Work task
Reproduce the records below exactly, but only between the lines holding "grant_sender(&mailbox, 7001).await;" and "async fn test_foreign_blob_reference_is_rejected()", inclusive.
**** Input data ****
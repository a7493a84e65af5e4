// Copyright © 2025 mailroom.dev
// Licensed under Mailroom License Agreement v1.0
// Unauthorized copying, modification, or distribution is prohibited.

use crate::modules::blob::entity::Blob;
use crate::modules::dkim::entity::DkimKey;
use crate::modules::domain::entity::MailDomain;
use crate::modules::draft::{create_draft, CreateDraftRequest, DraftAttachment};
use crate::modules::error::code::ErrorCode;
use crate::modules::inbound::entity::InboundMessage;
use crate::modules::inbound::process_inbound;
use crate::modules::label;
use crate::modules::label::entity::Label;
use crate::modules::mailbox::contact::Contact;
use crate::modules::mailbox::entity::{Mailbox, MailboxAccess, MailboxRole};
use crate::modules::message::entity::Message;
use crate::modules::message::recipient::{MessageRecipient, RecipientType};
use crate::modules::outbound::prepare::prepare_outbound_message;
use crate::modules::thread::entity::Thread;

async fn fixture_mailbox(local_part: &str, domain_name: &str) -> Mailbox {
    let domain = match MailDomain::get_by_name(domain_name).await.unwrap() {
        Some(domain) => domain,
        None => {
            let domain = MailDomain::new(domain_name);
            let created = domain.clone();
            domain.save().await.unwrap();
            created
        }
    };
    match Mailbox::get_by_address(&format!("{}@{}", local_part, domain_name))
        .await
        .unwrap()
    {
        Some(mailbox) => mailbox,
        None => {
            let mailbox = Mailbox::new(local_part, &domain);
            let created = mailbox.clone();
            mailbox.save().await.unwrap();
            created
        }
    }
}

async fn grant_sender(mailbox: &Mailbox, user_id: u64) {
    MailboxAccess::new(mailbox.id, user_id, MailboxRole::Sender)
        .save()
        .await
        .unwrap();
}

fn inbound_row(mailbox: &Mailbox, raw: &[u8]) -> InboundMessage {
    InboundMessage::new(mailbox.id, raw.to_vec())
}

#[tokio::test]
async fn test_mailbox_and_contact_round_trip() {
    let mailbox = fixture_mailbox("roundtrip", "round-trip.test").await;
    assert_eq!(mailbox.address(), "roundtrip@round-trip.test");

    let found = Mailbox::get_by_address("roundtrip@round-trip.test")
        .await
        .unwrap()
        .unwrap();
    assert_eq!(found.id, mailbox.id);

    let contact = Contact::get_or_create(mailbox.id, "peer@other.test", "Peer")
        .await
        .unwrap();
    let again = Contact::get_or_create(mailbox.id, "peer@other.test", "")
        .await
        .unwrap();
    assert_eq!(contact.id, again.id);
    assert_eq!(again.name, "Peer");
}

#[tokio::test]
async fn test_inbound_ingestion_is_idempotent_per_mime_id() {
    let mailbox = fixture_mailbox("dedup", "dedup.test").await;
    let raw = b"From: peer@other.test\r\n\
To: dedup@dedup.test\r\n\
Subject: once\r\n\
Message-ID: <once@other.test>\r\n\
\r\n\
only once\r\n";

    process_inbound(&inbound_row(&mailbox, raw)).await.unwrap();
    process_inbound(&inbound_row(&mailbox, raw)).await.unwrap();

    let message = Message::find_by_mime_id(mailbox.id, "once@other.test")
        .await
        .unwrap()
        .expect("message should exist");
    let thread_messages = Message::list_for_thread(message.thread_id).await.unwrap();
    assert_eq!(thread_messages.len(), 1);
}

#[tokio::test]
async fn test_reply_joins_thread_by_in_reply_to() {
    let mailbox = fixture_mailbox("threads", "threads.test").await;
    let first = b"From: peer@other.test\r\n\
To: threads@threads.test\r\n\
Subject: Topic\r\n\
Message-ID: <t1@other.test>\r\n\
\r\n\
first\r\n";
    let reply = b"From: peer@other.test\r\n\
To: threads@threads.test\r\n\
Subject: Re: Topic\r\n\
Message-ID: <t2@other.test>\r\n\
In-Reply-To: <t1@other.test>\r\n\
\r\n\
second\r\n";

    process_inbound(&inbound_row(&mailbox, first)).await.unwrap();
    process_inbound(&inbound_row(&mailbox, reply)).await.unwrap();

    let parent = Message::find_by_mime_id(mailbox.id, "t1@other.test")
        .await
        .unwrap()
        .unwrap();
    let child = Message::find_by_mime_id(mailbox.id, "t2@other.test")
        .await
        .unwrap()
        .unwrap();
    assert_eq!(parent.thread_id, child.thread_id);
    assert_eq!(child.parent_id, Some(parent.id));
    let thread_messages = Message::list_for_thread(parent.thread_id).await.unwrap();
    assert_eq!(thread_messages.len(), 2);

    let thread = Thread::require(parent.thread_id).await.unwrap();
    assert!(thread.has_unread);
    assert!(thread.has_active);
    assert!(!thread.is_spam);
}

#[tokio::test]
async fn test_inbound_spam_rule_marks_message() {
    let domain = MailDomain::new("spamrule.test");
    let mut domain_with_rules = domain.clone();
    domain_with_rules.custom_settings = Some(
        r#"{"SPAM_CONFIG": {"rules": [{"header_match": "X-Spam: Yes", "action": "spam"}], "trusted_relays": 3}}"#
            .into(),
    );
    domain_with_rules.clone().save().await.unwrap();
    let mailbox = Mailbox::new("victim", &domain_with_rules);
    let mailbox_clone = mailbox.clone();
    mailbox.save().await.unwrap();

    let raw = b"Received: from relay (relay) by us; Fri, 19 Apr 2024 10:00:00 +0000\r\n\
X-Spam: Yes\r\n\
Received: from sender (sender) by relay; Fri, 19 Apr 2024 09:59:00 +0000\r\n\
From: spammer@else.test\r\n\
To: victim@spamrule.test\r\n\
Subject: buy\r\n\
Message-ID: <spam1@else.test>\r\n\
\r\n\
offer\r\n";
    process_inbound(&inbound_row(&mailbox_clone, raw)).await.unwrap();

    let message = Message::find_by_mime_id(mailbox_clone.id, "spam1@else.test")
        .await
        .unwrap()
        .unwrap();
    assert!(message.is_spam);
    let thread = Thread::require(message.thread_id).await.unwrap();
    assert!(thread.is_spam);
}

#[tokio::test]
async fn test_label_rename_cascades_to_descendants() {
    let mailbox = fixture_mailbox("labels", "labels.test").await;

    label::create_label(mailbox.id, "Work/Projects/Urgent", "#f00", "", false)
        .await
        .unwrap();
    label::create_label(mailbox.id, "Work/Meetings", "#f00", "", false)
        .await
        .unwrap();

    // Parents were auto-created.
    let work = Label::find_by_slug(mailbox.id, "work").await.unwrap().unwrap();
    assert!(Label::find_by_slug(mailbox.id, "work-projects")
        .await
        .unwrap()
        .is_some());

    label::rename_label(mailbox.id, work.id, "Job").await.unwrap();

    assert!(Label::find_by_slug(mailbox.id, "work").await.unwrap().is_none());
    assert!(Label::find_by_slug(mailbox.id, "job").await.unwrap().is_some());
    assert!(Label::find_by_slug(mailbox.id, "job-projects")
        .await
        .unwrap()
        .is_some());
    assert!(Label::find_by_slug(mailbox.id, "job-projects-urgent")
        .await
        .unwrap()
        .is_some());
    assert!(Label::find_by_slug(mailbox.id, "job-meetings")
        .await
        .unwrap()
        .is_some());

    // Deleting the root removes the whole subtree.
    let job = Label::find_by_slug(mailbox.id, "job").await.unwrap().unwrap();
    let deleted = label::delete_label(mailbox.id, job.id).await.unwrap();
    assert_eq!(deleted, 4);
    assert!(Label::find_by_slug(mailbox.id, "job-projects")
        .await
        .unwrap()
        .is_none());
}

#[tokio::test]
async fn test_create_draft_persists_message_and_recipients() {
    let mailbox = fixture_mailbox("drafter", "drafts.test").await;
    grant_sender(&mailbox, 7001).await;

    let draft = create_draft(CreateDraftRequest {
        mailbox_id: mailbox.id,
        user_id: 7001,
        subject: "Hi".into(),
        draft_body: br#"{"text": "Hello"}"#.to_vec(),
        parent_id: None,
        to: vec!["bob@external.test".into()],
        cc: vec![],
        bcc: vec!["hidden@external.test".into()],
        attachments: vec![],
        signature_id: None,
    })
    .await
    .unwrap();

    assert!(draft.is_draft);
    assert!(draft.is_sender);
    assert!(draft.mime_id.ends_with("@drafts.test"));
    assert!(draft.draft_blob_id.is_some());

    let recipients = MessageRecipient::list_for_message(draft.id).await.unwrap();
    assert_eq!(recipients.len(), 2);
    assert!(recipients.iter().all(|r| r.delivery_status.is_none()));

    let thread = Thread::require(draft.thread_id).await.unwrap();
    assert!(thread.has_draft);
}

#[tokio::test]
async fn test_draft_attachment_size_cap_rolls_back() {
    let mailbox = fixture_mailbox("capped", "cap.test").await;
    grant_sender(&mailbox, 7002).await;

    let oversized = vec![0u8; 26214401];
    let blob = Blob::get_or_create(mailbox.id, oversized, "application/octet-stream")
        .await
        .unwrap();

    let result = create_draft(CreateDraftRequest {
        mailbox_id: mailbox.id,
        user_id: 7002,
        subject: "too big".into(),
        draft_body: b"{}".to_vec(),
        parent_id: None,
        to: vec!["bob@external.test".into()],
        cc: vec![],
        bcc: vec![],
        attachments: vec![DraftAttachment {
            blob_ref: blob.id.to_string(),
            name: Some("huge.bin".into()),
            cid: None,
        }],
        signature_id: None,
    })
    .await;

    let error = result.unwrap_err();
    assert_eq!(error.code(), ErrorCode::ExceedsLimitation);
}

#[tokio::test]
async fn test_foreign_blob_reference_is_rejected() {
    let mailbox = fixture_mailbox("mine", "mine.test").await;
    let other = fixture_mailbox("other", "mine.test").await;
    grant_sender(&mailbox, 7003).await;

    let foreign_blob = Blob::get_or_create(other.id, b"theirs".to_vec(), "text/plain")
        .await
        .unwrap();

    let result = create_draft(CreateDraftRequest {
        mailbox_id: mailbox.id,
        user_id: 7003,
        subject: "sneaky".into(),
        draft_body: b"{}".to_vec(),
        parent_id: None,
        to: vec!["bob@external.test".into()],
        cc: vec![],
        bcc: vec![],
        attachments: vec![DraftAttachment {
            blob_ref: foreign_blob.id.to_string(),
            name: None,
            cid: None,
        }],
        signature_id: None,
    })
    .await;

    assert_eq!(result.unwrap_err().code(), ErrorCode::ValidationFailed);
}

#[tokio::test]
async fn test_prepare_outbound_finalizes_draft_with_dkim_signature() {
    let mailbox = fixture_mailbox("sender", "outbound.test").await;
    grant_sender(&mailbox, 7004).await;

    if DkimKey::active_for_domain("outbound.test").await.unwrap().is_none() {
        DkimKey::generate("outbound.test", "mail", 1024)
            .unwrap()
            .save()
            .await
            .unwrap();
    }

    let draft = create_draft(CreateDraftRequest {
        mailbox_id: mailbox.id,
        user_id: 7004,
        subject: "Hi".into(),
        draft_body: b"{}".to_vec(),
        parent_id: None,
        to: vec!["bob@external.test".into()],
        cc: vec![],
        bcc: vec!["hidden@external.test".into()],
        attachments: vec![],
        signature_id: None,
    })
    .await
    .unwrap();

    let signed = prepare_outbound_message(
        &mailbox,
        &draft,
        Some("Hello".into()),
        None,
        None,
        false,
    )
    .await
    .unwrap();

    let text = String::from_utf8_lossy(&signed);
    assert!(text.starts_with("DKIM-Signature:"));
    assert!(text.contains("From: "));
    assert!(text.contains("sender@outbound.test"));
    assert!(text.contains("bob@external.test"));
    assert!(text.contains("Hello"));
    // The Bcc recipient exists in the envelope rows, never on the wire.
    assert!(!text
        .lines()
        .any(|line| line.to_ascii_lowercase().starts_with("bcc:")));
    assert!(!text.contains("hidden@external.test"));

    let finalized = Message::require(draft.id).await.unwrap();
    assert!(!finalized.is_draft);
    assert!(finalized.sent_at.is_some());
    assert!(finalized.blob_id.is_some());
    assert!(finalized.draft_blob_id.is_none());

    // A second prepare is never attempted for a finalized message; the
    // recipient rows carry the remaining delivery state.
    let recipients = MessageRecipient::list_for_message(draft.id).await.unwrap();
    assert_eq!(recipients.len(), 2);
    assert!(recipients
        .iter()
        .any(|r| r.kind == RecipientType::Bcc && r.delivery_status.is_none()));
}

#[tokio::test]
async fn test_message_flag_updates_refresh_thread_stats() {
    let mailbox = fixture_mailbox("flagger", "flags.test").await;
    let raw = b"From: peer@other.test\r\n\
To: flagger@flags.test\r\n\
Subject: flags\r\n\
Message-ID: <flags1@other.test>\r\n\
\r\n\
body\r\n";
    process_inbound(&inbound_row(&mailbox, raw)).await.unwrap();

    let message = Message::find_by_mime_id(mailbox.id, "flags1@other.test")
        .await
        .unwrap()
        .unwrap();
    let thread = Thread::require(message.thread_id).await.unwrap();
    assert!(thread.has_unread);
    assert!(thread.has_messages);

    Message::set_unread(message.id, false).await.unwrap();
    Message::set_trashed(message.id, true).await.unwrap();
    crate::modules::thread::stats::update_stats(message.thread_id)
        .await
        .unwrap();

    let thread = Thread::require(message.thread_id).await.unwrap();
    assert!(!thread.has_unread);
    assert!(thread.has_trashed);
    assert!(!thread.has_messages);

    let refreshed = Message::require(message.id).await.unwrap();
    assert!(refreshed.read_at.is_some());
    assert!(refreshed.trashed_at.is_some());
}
****
Task solution
    grant_sender(&mailbox, 7001).await;

    let draft = create_draft(CreateDraftRequest {
        mailbox_id: mailbox.id,
        user_id: 7001,
        subject: "Hi".into(),
        draft_body: br#"{"text": "Hello"}"#.to_vec(),
        parent_id: None,
        to: vec!["bob@external.test".into()],
        cc: vec![],
        bcc: vec!["hidden@external.test".into()],
        attachments: vec![],
        signature_id: None,
    })
    .await
    .unwrap();

    assert!(draft.is_draft);
    assert!(draft.is_sender);
    assert!(draft.mime_id.ends_with("@drafts.test"));
    assert!(draft.draft_blob_id.is_some());

    let recipients = MessageRecipient::list_for_message(draft.id).await.unwrap();
    assert_eq!(recipients.len(), 2);
    assert!(recipients.iter().all(|r| r.delivery_status.is_none()));

    let thread = Thread::require(draft.thread_id).await.unwrap();
    assert!(thread.has_draft);
}

#[tokio::test]
async fn test_draft_attachment_size_cap_rolls_back() {
    let mailbox = fixture_mailbox("capped", "cap.test").await;
    grant_sender(&mailbox, 7002).await;

    let oversized = vec![0u8; 26214401];
    let blob = Blob::get_or_create(mailbox.id, oversized, "application/octet-stream")
        .await
        .unwrap();

    let result = create_draft(CreateDraftRequest {
        mailbox_id: mailbox.id,
        user_id: 7002,
        subject: "too big".into(),
        draft_body: b"{}".to_vec(),
        parent_id: None,
        to: vec!["bob@external.test".into()],
        cc: vec![],
        bcc: vec![],
        attachments: vec![DraftAttachment {
            blob_ref: blob.id.to_string(),
            name: Some("huge.bin".into()),
            cid: None,
        }],
        signature_id: None,
    })
    .await;

    let error = result.unwrap_err();
    assert_eq!(error.code(), ErrorCode::ExceedsLimitation);
}

#[tokio::test]
async fn test_foreign_blob_reference_is_rejected() {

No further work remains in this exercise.